The pattern repeats itself: a vulnerability in an API inside a container (RCE, SSRF, insecure deserialization) looks like “just” an application incident. But in modern EKS/AKS, the Pod usually has a cloud identity (IRSA in AWS, Workload Identity in Azure) to access resources. If that identity is oversized or poorly scoped, the attacker does not need to break the Kubernetes control plane: it is enough to use valid credentials and escalate in the underlying cloud to levels equivalent to “root” (for example, full control of the tenant or the account).
The critical thing is not the existence of IRSA/Workload Identity, but the permissions model and isolation: what that Pod can assume, what resources it can touch, what it can create/modify, and what “escalation doors” exist (broad IAM policies, roles with delegation capability, identities with permissions over RBAC, etc.).

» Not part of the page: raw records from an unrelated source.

//! Middleware Module
//!
//! This module contains the HTTP middleware for the backend server.
//!
//! # Architecture
//!
//! - **`auth`** - Access guard, role gates and the `AuthUser` extractor
//!
//! # Example
//!
//! ```rust,no_run
//! use axum::{middleware, routing::get, Router};
//! use freelance_hub::backend::middleware::{auth_middleware, require_client};
//! use freelance_hub::backend::server::AppState;
//!
//! # fn example(state: AppState) -> Router<AppState> {
//! Router::new()
//!     .route("/client/profile", get(|| async { "ok" }))
//!     .route_layer(middleware::from_fn(require_client))
//!     .route_layer(middleware::from_fn_with_state(state, auth_middleware))
//! # }
//! ```

pub mod auth;

pub use auth::{
    auth_middleware, extract_authenticated_user, require_client, require_freelancer, AuthUser,
};
/**
 * Authentication Middleware
 *
 * Access guard and role gates for protected routes.
 *
 * `auth_middleware` reads the `Authorization: Bearer <token>` header,
 * verifies the token and resolves its subject, then attaches an
 * `AuthenticatedUser` to the request extensions. The role gates run after
 * it and only compare the verified role.
 *
 * Every rejection is a JSON `{success: false, message}` body.
 */

use axum::{
    extract::{FromRequestParts, Request, State},
    http::{header::AUTHORIZATION, request::Parts},
    middleware::Next,
    response::Response,
};

use crate::backend::auth::error::INTERNAL_MESSAGE;
use crate::backend::auth::{AuthError, AuthenticatedUser};
use crate::backend::error::BackendError;
use crate::backend::server::state::AppState;
use crate::shared::Role;

/// Access guard middleware
///
/// This middleware:
/// 1. Extracts the bearer token from the Authorization header
/// 2. Verifies signature and expiry
/// 3. Resolves the subject to an existing identity
/// 4. Attaches the identity to request extensions for handlers
///
/// Returns 401 with a uniform message if any step fails.
pub async fn auth_middleware(
    State(app_state): State<AppState>,
    mut request: Request,
    next: Next,
) -> Result<Response, BackendError> {
    // Owned copies: the request body is not Sync, so no borrow may cross an await
    let header = request
        .headers()
        .get(AUTHORIZATION)
        .and_then(|h| h.to_str().ok())
        .map(str::to_string);
    let path = request.uri().path().to_string();

    let user = app_state.auth.authenticate(header.as_deref()).await.map_err(|e| {
        if e.is_token_rejection() {
            tracing::warn!("Rejected request to {}: {}", path, e);
        }
        BackendError::from_flow(e, INTERNAL_MESSAGE, app_state.expose_error_details())
    })?;

    request.extensions_mut().insert(user);

    Ok(next.run(request).await)
}

/// Role gate for client-only routes
pub async fn require_client(request: Request, next: Next) -> Result<Response, BackendError> {
    require_role(Role::Client, request, next).await
}

/// Role gate for freelancer-only routes
pub async fn require_freelancer(request: Request, next: Next) -> Result<Response, BackendError> {
    require_role(Role::Freelancer, request, next).await
}

async fn require_role(expected: Role, request: Request, next: Next) -> Result<Response, BackendError> {
    let user = extract_authenticated_user(&request)?;
    user.require_role(expected).map_err(|e| {
        tracing::warn!(
            "Identity {} with role {} denied {} route",
            user.identity.id,
            user.role,
            expected
        );
        BackendError::from(e)
    })?;

    Ok(next.run(request).await)
}

/// Extract authenticated user from request extensions
///
/// This is a helper for code that runs after `auth_middleware`. A missing
/// user means the guard did not run, which is reported as a missing token.
pub fn extract_authenticated_user(request: &Request) -> Result<AuthenticatedUser, BackendError> {
    request
        .extensions()
        .get::<AuthenticatedUser>()
        .cloned()
        .ok_or_else(|| {
            tracing::warn!("AuthenticatedUser not found in request extensions");
            BackendError::from(AuthError::MissingToken)
        })
}

/// Axum extractor for authenticated user
///
/// This can be used as a parameter in handlers behind `auth_middleware`.
#[derive(Clone, Debug)]
pub struct AuthUser(pub AuthenticatedUser);

impl<S> FromRequestParts<S> for AuthUser
where
    S: Send + Sync,
{
    type Rejection = BackendError;

    async fn from_request_parts(parts: &mut Parts, _state: &S) -> Result<Self, Self::Rejection> {
        let user = parts
            .extensions
            .get::<AuthenticatedUser>()
            .cloned()
            .ok_or_else(|| {
                tracing::warn!("AuthenticatedUser not found in request extensions");
                BackendError::from(AuthError::MissingToken)
            })?;

        Ok(AuthUser(user))
    }
}

#[cfg(test)]
mod tests {
    use super::*;
    use crate::backend::auth::users::IdentitySummary;
    use axum::body::Body;
    use axum::http::StatusCode;
    use chrono::Utc;
    use uuid::Uuid;

    fn user(role: Role) -> AuthenticatedUser {
        AuthenticatedUser {
            identity: IdentitySummary {
                id: Uuid::new_v4(),
                name: "Someone".to_string(),
                email: "someone@x.com".to_string(),
                user_type: role,
                created_at: Utc::now(),
                last_login: None,
            },
            role,
        }
    }

    #[test]
    fn test_extract_authenticated_user() {
        let mut request = Request::builder()
            .uri("http://example.com")
            .body(Body::empty())
            .unwrap();

        let user = user(Role::Client);
        request.extensions_mut().insert(user.clone());

        let extracted = extract_authenticated_user(&request).unwrap();
        assert_eq!(extracted.identity.id, user.identity.id);
    }

    #[test]
    fn test_extract_authenticated_user_missing() {
        let request = Request::builder()
            .uri("http://example.com")
            .body(Body::empty())
            .unwrap();

        let err = extract_authenticated_user(&request).unwrap_err();
        assert_eq!(err.status_code(), StatusCode::UNAUTHORIZED);
        assert_eq!(err.message(), "Invalid or expired token");
    }

    #[tokio::test]
    async fn test_auth_user_extractor() {
        let request = Request::builder()
            .uri("http://example.com")
            .extension(user(Role::Freelancer))
            .body(())
            .unwrap();
        let (mut parts, ()) = request.into_parts();

        let AuthUser(extracted) = AuthUser::from_request_parts(&mut parts, &()).await.unwrap();
        assert_eq!(extracted.role, Role::Freelancer);
    }
}
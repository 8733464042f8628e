//! Freelance Hub - Main Library
//!
//! Freelance Hub is the backend of a two-sided freelance marketplace. Clients
//! and freelancers register accounts, authenticate with JSON Web Tokens and
//! read back their role-specific profiles.
//!
//! # Overview
//!
//! This library provides:
//! - Account registration for clients (JSON) and freelancers (multipart, with
//!   optional profile picture and resume uploads)
//! - bcrypt password hashing with hash-once storage semantics
//! - JWT issuance and verification with a fixed 7 day validity window
//! - An access guard middleware and role gates for protected routes
//! - SQLite persistence through sqlx with embedded migrations
//!
//! # Module Structure
//!
//! - **`shared`** - Wire types shared with clients
//!   - Roles, company-size and experience buckets
//!   - Field validation errors
//!
//! - **`backend`** - Server-side code
//!   - Axum HTTP server, router and configuration
//!   - Authentication flows, credential store, uploads
//!   - Access guard middleware and error responses
//!
//! # Usage
//!
//! ```rust,no_run
//! use freelance_hub::backend::server::{build_app, config::ServerConfig};
//!
//! # async fn example() -> Result<(), Box<dyn std::error::Error>> {
//! let config = ServerConfig::load()?;
//! let app = build_app(config).await?;
//! // Serve `app` with axum::serve
//! # Ok(())
//! # }
//! ```
//!
//! # Error Handling
//!
//! - `Result<T, E>` for fallible operations
//! - `shared::SharedError` for field validation
//! - `backend::auth::AuthError` for the authentication taxonomy
//! - `backend::error::BackendError` for HTTP responses

/// Shared types and data structures
pub mod shared;

/// Backend server-side code
pub mod backend;
/**
 * Error Conversion
 *
 * `IntoResponse` for `BackendError`, so handlers and middleware can return
 * it directly.
 *
 * # Response Format
 *
 * ```json
 * {
 *   "success": false,
 *   "message": "Error message",
 *   "error": "internal detail, development only"
 * }
 * ```
 */

use axum::response::{IntoResponse, Json, Response};
use serde::Serialize;

use crate::backend::error::types::BackendError;

/// JSON body of every error response
#[derive(Debug, Serialize)]
pub struct ErrorBody {
    pub success: bool,
    pub message: String,
    #[serde(skip_serializing_if = "Option::is_none")]
    pub error: Option<String>,
}

impl From<&BackendError> for ErrorBody {
    fn from(err: &BackendError) -> Self {
        ErrorBody {
            success: false,
            message: err.message(),
            error: err.detail().map(str::to_string),
        }
    }
}

impl IntoResponse for BackendError {
    fn into_response(self) -> Response {
        let status = self.status_code();
        (status, Json(ErrorBody::from(&self))).into_response()
    }
}
/**
 * Authentication Flows
 *
 * `AuthService` ties the password hasher, token issuer/verifier, credential
 * store and upload store together. Handlers validate their request bodies
 * into the input types below and call one flow each; the access guard
 * middleware calls `authenticate`.
 *
 * # Registration
 *
 * Reject duplicate email → store uploads → write identity and
 * profile in one transaction → issue token. Any failure after uploads were
 * stored removes them again; the transaction rolls back on drop.
 *
 * # Access guard
 *
 * `MissingToken` → `InvalidToken` → `ExpiredToken` → `UnknownSubject`, each
 * checked in that order and from scratch on every request.
 */

use std::sync::Arc;

use chrono::Utc;
use sqlx::SqlitePool;

use crate::backend::auth::error::AuthError;
use crate::backend::auth::password::{PasswordHasher, Secret};
use crate::backend::auth::profiles::{
    self, NewClientProfile, NewFreelancerProfile, NewRoleProfile, RoleProfile,
};
use crate::backend::auth::sessions::{JwtSecret, TokenIssuer, TokenVerifier};
use crate::backend::auth::uploads::{IncomingFile, StoredUpload, UploadKind, UploadStore};
use crate::backend::auth::users::{self, IdentitySummary, NewIdentity};
use crate::shared::Role;

/// Checked account fields common to both registrations
#[derive(Debug, Clone, PartialEq, Eq)]
pub struct AccountFields {
    pub name: String,
    pub email: String,
    pub password: String,
}

/// Checked login input
#[derive(Debug, Clone)]
pub struct LoginAttempt {
    pub email: String,
    pub password: String,
    /// None when the declared type is not a known role
    pub role: Option<Role>,
}

/// Identity resolved by the access guard, attached to request extensions
#[derive(Clone, Debug)]
pub struct AuthenticatedUser {
    pub identity: IdentitySummary,
    /// Role carried by the verified token
    pub role: Role,
}

impl AuthenticatedUser {
    /// Role gate: succeeds iff the verified role is `expected`
    pub fn require_role(&self, expected: Role) -> Result<(), AuthError> {
        if self.role == expected {
            Ok(())
        } else {
            Err(AuthError::ForbiddenRole { expected })
        }
    }
}

/// Result of a successful registration
#[derive(Debug)]
pub struct Registration {
    pub token: String,
    pub identity: IdentitySummary,
    pub profile: RoleProfile,
}

/// Result of a successful login
#[derive(Debug)]
pub struct LoginSuccess {
    pub token: String,
    pub identity: IdentitySummary,
    pub profile: Option<RoleProfile>,
}

/// Identity merged with its profile
#[derive(Debug)]
pub struct ProfileView {
    pub identity: IdentitySummary,
    pub profile: Option<RoleProfile>,
}

struct Inner {
    pool: SqlitePool,
    hasher: PasswordHasher,
    issuer: TokenIssuer,
    verifier: TokenVerifier,
    uploads: UploadStore,
}

/// Registration, login and verification flows
#[derive(Clone)]
pub struct AuthService {
    inner: Arc<Inner>,
}

impl AuthService {
    pub fn new(
        pool: SqlitePool,
        secret: &JwtSecret,
        hasher: PasswordHasher,
        uploads: UploadStore,
    ) -> Self {
        Self {
            inner: Arc::new(Inner {
                pool,
                hasher,
                issuer: TokenIssuer::new(secret),
                verifier: TokenVerifier::new(secret),
                uploads,
            }),
        }
    }

    #[cfg(test)]
    fn pool(&self) -> &SqlitePool {
        &self.inner.pool
    }

    #[cfg(test)]
    fn issuer(&self) -> &TokenIssuer {
        &self.inner.issuer
    }

    #[cfg(test)]
    fn uploads(&self) -> &UploadStore {
        &self.inner.uploads
    }

    pub async fn register_client(
        &self,
        account: AccountFields,
        profile: NewClientProfile,
    ) -> Result<Registration, AuthError> {
        self.ensure_email_free(&account.email).await?;

        self.create_account(account, Role::Client, NewRoleProfile::Client(profile))
            .await
    }

    /// Register a freelancer with already-validated file parts
    pub async fn register_freelancer(
        &self,
        account: AccountFields,
        mut profile: NewFreelancerProfile,
        files: Vec<IncomingFile>,
    ) -> Result<Registration, AuthError> {
        self.ensure_email_free(&account.email).await?;

        let stored = self.inner.uploads.store_all(&files).await?;
        for upload in &stored {
            match upload.kind {
                UploadKind::ProfilePicture => profile.profile_picture = Some(upload.public_path.clone()),
                UploadKind::Resume => profile.resume = Some(upload.public_path.clone()),
            }
        }

        let result = self
            .create_account(account, Role::Freelancer, NewRoleProfile::Freelancer(profile))
            .await;
        if result.is_err() {
            self.discard_uploads(&stored).await;
        }
        result
    }

    async fn discard_uploads(&self, stored: &[StoredUpload]) {
        if !stored.is_empty() {
            tracing::warn!("Registration failed, removing {} stored upload(s)", stored.len());
            self.inner.uploads.discard(stored).await;
        }
    }

    async fn ensure_email_free(&self, email: &str) -> Result<(), AuthError> {
        if users::email_exists(&self.inner.pool, email).await? {
            tracing::warn!("Email already registered: {}", email);
            return Err(AuthError::DuplicateEmail);
        }
        Ok(())
    }

    /// Write identity and profile as one unit, then issue a token
    async fn create_account(
        &self,
        account: AccountFields,
        role: Role,
        profile: NewRoleProfile,
    ) -> Result<Registration, AuthError> {
        debug_assert_eq!(profile.role(), role);

        let mut tx = self.inner.pool.begin().await?;
        let identity = users::insert_identity(
            &mut tx,
            NewIdentity {
                name: account.name,
                email: account.email,
                secret: Secret::plain(account.password),
                role,
            },
            &self.inner.hasher,
        )
        .await?;
        let profile = profiles::insert_profile(&mut tx, identity.id, profile).await?;
        tx.commit().await?;

        let token = self.inner.issuer.issue(identity.id, role)?;
        tracing::info!("Registered {} {} ({})", role, identity.id, identity.email);

        Ok(Registration {
            token,
            identity: IdentitySummary::from(&identity),
            profile,
        })
    }

    /// Verify credentials for the declared role and issue a token
    ///
    /// Unknown email, wrong role and wrong password are all
    /// `InvalidCredentials`, and each pays one bcrypt run.
    pub async fn login(&self, attempt: &LoginAttempt) -> Result<LoginSuccess, AuthError> {
        let Some(role) = attempt.role else {
            tracing::warn!("Login with unknown user type for: {}", attempt.email);
            return self.reject_without_account(&attempt.password);
        };

        let Some(identity) =
            users::find_identity_for_login(&self.inner.pool, &attempt.email, role).await?
        else {
            tracing::warn!("No {} account for: {}", role, attempt.email);
            return self.reject_without_account(&attempt.password);
        };

        if !self.inner.hasher.verify(&attempt.password, &identity.password_hash)? {
            tracing::warn!("Invalid password for: {}", attempt.email);
            return Err(AuthError::InvalidCredentials);
        }

        let now = Utc::now();
        users::touch_last_login(&self.inner.pool, identity.id, now).await?;

        let profile = profiles::find_profile(&self.inner.pool, identity.id, role).await?;
        if profile.is_none() {
            tracing::warn!("Identity {} has no {} profile", identity.id, role);
        }

        let token = self.inner.issuer.issue(identity.id, role)?;
        tracing::info!("User logged in: {} ({})", identity.id, identity.email);

        let mut summary = IdentitySummary::from(&identity);
        summary.last_login = Some(now);

        Ok(LoginSuccess {
            token,
            identity: summary,
            profile,
        })
    }

    fn reject_without_account<T>(&self, password: &str) -> Result<T, AuthError> {
        self.inner.hasher.verify_missing(password)?;
        Err(AuthError::InvalidCredentials)
    }

    /// Access guard: resolve an `Authorization` header value to an identity
    pub async fn authenticate(
        &self,
        authorization: Option<&str>,
    ) -> Result<AuthenticatedUser, AuthError> {
        let token = authorization
            .and_then(|value| value.strip_prefix("Bearer "))
            .map(str::trim)
            .filter(|token| !token.is_empty())
            .ok_or(AuthError::MissingToken)?;

        let verified = self.inner.verifier.verify(token)?;

        let identity = users::get_identity_by_id(&self.inner.pool, verified.identity_id)
            .await?
            .ok_or(AuthError::UnknownSubject)?;

        Ok(AuthenticatedUser {
            identity: IdentitySummary::from(&identity),
            role: verified.role,
        })
    }

    /// Merge an authenticated identity with its profile
    pub async fn profile(&self, user: &AuthenticatedUser) -> Result<ProfileView, AuthError> {
        let profile =
            profiles::find_profile(&self.inner.pool, user.identity.id, user.identity.user_type)
                .await?;

        Ok(ProfileView {
            identity: user.identity.clone(),
            profile,
        })
    }

    /// Profile retrieval straight from a header value
    pub async fn get_profile(&self, authorization: Option<&str>) -> Result<ProfileView, AuthError> {
        let user = self.authenticate(authorization).await?;
        self.profile(&user).await
    }
}
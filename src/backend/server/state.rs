/**
 * Application State Management
 *
 * This module defines the application state shared by handlers and the
 * access guard middleware.
 *
 * # Architecture
 *
 * `AppState` holds:
 * - The `AuthService` (connection pool, hasher, token issuer/verifier,
 *   upload store)
 * - The loaded `ServerConfig`
 *
 * Nothing here is mutated after startup. Cloning is cheap: the service is
 * reference counted and the config sits behind an `Arc`.
 */

use std::sync::Arc;

use crate::backend::auth::AuthService;
use crate::backend::server::config::ServerConfig;

/// Shared application state
#[derive(Clone)]
pub struct AppState {
    /// Registration, login and verification flows
    pub auth: AuthService,

    /// Configuration the server was started with
    pub config: Arc<ServerConfig>,
}

impl AppState {
    pub fn new(auth: AuthService, config: ServerConfig) -> Self {
        Self {
            auth,
            config: Arc::new(config),
        }
    }

    /// Whether internal error detail is included in responses
    pub fn expose_error_details(&self) -> bool {
        self.config.expose_error_details()
    }
}
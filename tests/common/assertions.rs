//! Assertion helpers
//!
//! Every failure response has the same JSON shape, so most negative tests
//! reduce to one status and one message check.

use axum::http::StatusCode;
use axum_test::TestResponse;
use serde_json::Value;

/// Assert that a string contains a substring
#[macro_export]
macro_rules! assert_contains {
    ($haystack:expr, $needle:expr) => {
        assert!(
            $haystack.contains($needle),
            "Expected '{}' to contain '{}'",
            $haystack,
            $needle
        );
    };
}

/// Assert a `{success: false, message}` body with the given status
///
/// Returns the body for further checks.
pub fn assert_error(response: &TestResponse, status: StatusCode, message: &str) -> Value {
    assert_eq!(
        response.status_code(),
        status,
        "unexpected status, body: {}",
        response.text()
    );
    let body: Value = response.json();
    assert_eq!(body["success"], false, "body: {body}");
    assert_eq!(body["message"], message, "body: {body}");
    body
}

/// Assert that no value anywhere in `body` carries a password field
pub fn assert_no_password(body: &Value) {
    match body {
        Value::Object(map) => {
            for (key, value) in map {
                assert!(
                    !key.to_ascii_lowercase().contains("password"),
                    "response exposes {key}: {body}"
                );
                assert_no_password(value);
            }
        }
        Value::Array(items) => items.iter().for_each(assert_no_password),
        _ => {}
    }
}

What went wrong: when the Pod identity becomes a master key
In AWS, a Pod with IRSA obtains temporary credentials for an IAM role. In Azure, a Pod with Workload Identity (OIDC federation) obtains tokens for an identity (Managed Identity or App Registration/Service Principal). In both cases, the design aims to eliminate static secrets. The problem appears when that identity is granted “platform” permissions for convenience: administer IAM/Entra ID, create roles, modify policies, operate networks, or manage clusters.
In real incidents, the starting point is usually mundane: a container image with an exposed server, a vulnerable library, or an endpoint that allows SSRF to metadata. The attacker does not need sophisticated persistence; by making a few calls to AWS STS or to Azure’s token endpoint from the Pod, they already have an operational cloud identity to pivot.
The most common business consequence is that the incident stops being “an app down” and becomes a cloud security event: creation of users/roles, data exfiltration in buckets/storage accounts, modification of network rules to maintain access, and deployment of workloads for mining or backdoors. In environments with broad automation (CI/CD with privileges, IaC with extensive permissions), escalation can be a matter of minutes.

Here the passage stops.